In silico 3D modelling and 2-[125I]-iodomelatonin binding to human MT1 and MT2 melatonin receptors identified the carbamate insecticides, carbaryl and carbofuran, as potential melatonin receptor circadian modulators (M P-G et al., EB Abstract, 2014). In humans, signaling through MT1 and MT2 melatonin receptors modulates insulin secretion from pancreatic β-cells (Int J Mol Sci 14: 6981, 2013). This study determined the pharmacological profile of melatonin receptors and the effect of carbamate insecticides in rat insulinoma cells (INS-1), a model for pancreatic β-cells. Saturation binding with 2-[125I]-Iodomelatonin (1 to 1000 pM) to INS-1 cell membranes yielded a KD of 50.2 ± 13.2 pM and a Bmax of 10.8 ± 2.8 fmol/mg protein (n=5).
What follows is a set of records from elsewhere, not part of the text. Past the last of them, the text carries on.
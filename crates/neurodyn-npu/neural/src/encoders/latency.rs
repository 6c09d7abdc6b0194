// Copyright 2025 Neuraville Inc.
// SPDX-License-Identifier: Apache-2.0

//! # Latency Encoder
//!
//! Time-to-first-spike coding: stronger inputs fire earlier, each unit fires
//! at most once per episode.
//!
//! ```text
//! linear:  tau' = normalize ? num_steps - 1 - t0 : tau
//!          t_s  = min(-tau'(x - 1), -tau'(thr - 1)) + t0
//! log:     x'   = max(x, thr + eps)
//!          t_s  = ln(x' / (x' - thr))·tau + t0
//!          normalize: t_s = (t_s - t0)·(num_steps - t0 - 1)/max(t_s - t0) + t0
//!
//! emission at t:  s = [round(t_s) <= t]·(1 - mask);  mask' = mask + (1 - mask)·s
//! ```

use crate::component::{Command, Component, StepClock};
use crate::dynamics::{spike_count, update_times};
use crate::types::{CompartmentMap, NeuralError, Result, Tensor};
use ndarray::Zip;
use neurodyn_config::NeurodynConfig;
use std::any::Any;
use std::path::Path;
use tracing::{debug, trace};

/// Numerical guard added to the threshold in the logarithmic code
pub const LATENCY_EPS: f32 = 1e-7;

#[derive(Debug, Clone, Copy, PartialEq)]
pub struct LatencyParameters {
    /// Latency time constant
    pub tau: f32,
    /// Inputs at or below this fire at the latest allowed time
    pub threshold: f32,
    pub first_spike_time: f32,
    /// Linear instead of logarithmic code
    pub linearize: bool,
    /// Rescale times to fit within `num_steps`
    pub normalize: bool,
    pub num_steps: f32,
}

impl Default for LatencyParameters {
    fn default() -> Self {
        Self {
            tau: 1.0,
            threshold: 0.01,
            first_spike_time: 0.0,
            linearize: false,
            normalize: false,
            num_steps: 1.0,
        }
    }
}

impl LatencyParameters {
    pub fn from_config(config: &NeurodynConfig) -> Result<Self> {
        let latency = &config.latency;
        let params = Self {
            tau: latency.tau,
            threshold: latency.threshold,
            first_spike_time: latency.first_spike_time,
            linearize: latency.linearize,
            normalize: latency.normalize,
            num_steps: latency.num_steps,
        };
        params.validate()?;
        Ok(params)
    }

    pub fn validate(&self) -> Result<()> {
        if !(self.tau > 0.0) {
            return Err(NeuralError::InvalidParameter("Latency: tau must be > 0".into()));
        }
        if self.normalize && self.num_steps < 1.0 {
            return Err(NeuralError::InvalidParameter(
                "Latency: num_steps must be >= 1 when normalizing".into(),
            ));
        }
        Ok(())
    }
}

/// Linear latency code
pub fn calc_spike_times_linear(data: &Tensor, params: &LatencyParameters) -> Tensor {
    let t0 = params.first_spike_time;
    let tau = if params.normalize {
        params.num_steps - 1.0 - t0
    } else {
        params.tau
    };
    let max_bound = -tau * (params.threshold - 1.0);
    data.mapv(|x| (-tau * (x - 1.0)).min(max_bound) + t0)
}

/// Logarithmic latency code
pub fn calc_spike_times_nonlinear(data: &Tensor, params: &LatencyParameters) -> Tensor {
    let t0 = params.first_spike_time;
    let thr = params.threshold;
    let floor = thr + LATENCY_EPS;
    let mut stimes = data.mapv(|x| {
        let x = x.max(floor);
        (x / (x - thr)).ln() * params.tau + t0
    });
    if params.normalize {
        let span = stimes.iter().map(|&s| s - t0).fold(f32::NEG_INFINITY, f32::max);
        if span > 0.0 {
            let scale = (params.num_steps - t0 - 1.0) / span;
            stimes.mapv_inplace(|s| (s - t0) * scale + t0);
        }
    }
    stimes
}

/// Target spike times for the current input
pub fn calc_spike_times(data: &Tensor, params: &LatencyParameters) -> Tensor {
    if params.linearize {
        calc_spike_times_linear(data, params)
    } else {
        calc_spike_times_nonlinear(data, params)
    }
}

/// Spikes due at `t` that have not fired yet: `(spikes, mask')`
pub fn extract_spike(spike_times: &Tensor, t: f32, mask: &Tensor) -> (Tensor, Tensor) {
    let mut spikes = Tensor::zeros(spike_times.dim());
    let mut mask_next = mask.clone();
    Zip::from(&mut spikes)
        .and(&mut mask_next)
        .and(spike_times)
        .for_each(|s, m, &st| {
            let due = if st.round() <= t { 1.0 } else { 0.0 };
            *s = due * (1.0 - *m);
            *m += (1.0 - *m) * *s;
        });
    (spikes, mask_next)
}

/// Compartments: `inputs`, `outputs`, `tols`, `mask`, `targ_sp_times`.
#[derive(Debug, Clone)]
pub struct LatencyCell {
    name: String,
    n_units: usize,
    batch_size: usize,
    params: LatencyParameters,
    compartments: CompartmentMap,
}

impl LatencyCell {
    pub fn new(name: &str, n_units: usize, batch_size: usize, params: LatencyParameters) -> Result<Self> {
        params.validate()?;
        let shape = (batch_size, n_units);
        let mut compartments = CompartmentMap::new(name);
        for comp in ["inputs", "outputs", "tols", "mask", "targ_sp_times"] {
            compartments.declare(comp, Tensor::zeros(shape));
        }
        debug!(cell = name, n_units, linearize = params.linearize, "latency encoder created");
        Ok(Self {
            name: name.to_string(),
            n_units,
            batch_size,
            params,
            compartments,
        })
    }

    /// Precompute target spike times from the current `inputs`
    pub fn calc_spike_times(&mut self) -> Result<()> {
        let stimes = calc_spike_times(self.compartments.tensor("inputs")?, &self.params);
        self.compartments.set_tensor("targ_sp_times", stimes)
    }

    pub fn advance(&mut self, clock: StepClock) -> Result<()> {
        let c = &self.compartments;
        let (spikes, mask) = extract_spike(c.tensor("targ_sp_times")?, clock.t, c.tensor("mask")?);
        let tols = update_times(clock.t, &spikes, c.tensor("tols")?);
        trace!(cell = %self.name, t = clock.t, spikes = spike_count(&spikes), "latency advance");
        let c = &mut self.compartments;
        c.set_tensor("outputs", spikes)?;
        c.set_tensor("mask", mask)?;
        c.set_tensor("tols", tols)
    }

    pub fn reset_batch(&mut self, batch_size: usize) -> Result<()> {
        let shape = (batch_size, self.n_units);
        for comp in ["inputs", "outputs", "tols", "mask", "targ_sp_times"] {
            self.compartments.reshape(comp, Tensor::zeros(shape))?;
        }
        self.batch_size = batch_size;
        Ok(())
    }
}

impl Component for LatencyCell {
    fn name(&self) -> &str {
        &self.name
    }

    fn compartments(&self) -> &CompartmentMap {
        &self.compartments
    }

    fn compartments_mut(&mut self) -> &mut CompartmentMap {
        &mut self.compartments
    }

    fn supports(&self, command: Command) -> bool {
        matches!(command, Command::Advance | Command::Reset | Command::CalcSpikeTimes)
    }

    fn execute(&mut self, command: Command, clock: StepClock) -> Result<()> {
        match command {
            Command::Advance => self.advance(clock),
            Command::CalcSpikeTimes => self.calc_spike_times(),
            Command::Reset => self.reset_batch(self.batch_size),
            other => Err(NeuralError::UnknownCommand(format!("{} on {}", other, self.name))),
        }
    }

    /// Latency encoders carry no persistent state
    fn save(&self, _directory: &Path) -> Result<()> {
        Ok(())
    }

    fn load(&mut self, _directory: &Path) -> Result<()> {
        Ok(())
    }

    fn as_any(&self) -> &dyn Any {
        self
    }

    fn as_any_mut(&mut self) -> &mut dyn Any {
        self
    }
}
Competition binding of melatonin and the competitive melatonin receptor antagonist luzindole for 2-[125I]-iodomelatonin binding to INS-1 cell membranes yielded Ki of 83 ± 18 pM (n=9) and 0.50 ± 0.14 µM (n=4), respectively. The affinity of luzindole and the reported low to undetectable levels of MT2 receptor expression in INS-1 cells, suggest that 2-[125I]-iodomelatonin binds primarily to MT1 receptors. The Ki for carbaryl was 2.59 ± 0.54 µM (n=7) while concentrations as high as 1 mM of carbofuran did not compete for 2-[125I]-iodomelatonin binding to INS-1 cell membranes. The presence of GTP (100 µM) did not alter the competition of carbaryl for 2-[125I]-iodomelatonin binding (Ki = 5.39 ± 0.19 µM, n=4). These results suggest that carbaryl may potentially block melatonin receptors in INS-1 cells. Supported by ES 023684 to MLD and RVR.